#### [YOUR TASK]
Each entry below is to be copied out exactly and in full.

#### [DATA]
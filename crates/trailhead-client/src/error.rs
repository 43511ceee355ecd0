pub type Result<T> = std::result::Result<T, ClientError>;

#[derive(Debug, thiserror::Error)]
pub enum ClientError {
    #[error("invalid base url: {0}")]
    BaseUrl(#[from] url::ParseError),

    #[error("base url cannot carry path segments")]
    BaseUrlNotHierarchical,

    #[error(transparent)]
    Transport(#[from] reqwest::Error),

    #[error("roadmap API returned {status}: {snippet}")]
    Status {
        status: reqwest::StatusCode,
        snippet: String,
    },

    #[error("invalid response body: {0}")]
    Decode(#[from] serde_json::Error),
}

#### [EXERCISE RESPONSE]
filename crates/trailhead-client/src/error.rs
repository 43511ceee355ecd0
pub type Result<T> = std::result::Result<T, ClientError>;

#[derive(Debug, thiserror::Error)]
pub enum ClientError {
    #[error("invalid base url: {0}")]
    BaseUrl(#[from] url::ParseError),

    #[error("base url cannot carry path segments")]
    BaseUrlNotHierarchical,

    #[error(transparent)]
    Transport(#[from] reqwest::Error),

    #[error("roadmap API returned {status}: {snippet}")]
    Status {
        status: reqwest::StatusCode,
        snippet: String,
    },

    #[error("invalid response body: {0}")]
    Decode(#[from] serde_json::Error),
}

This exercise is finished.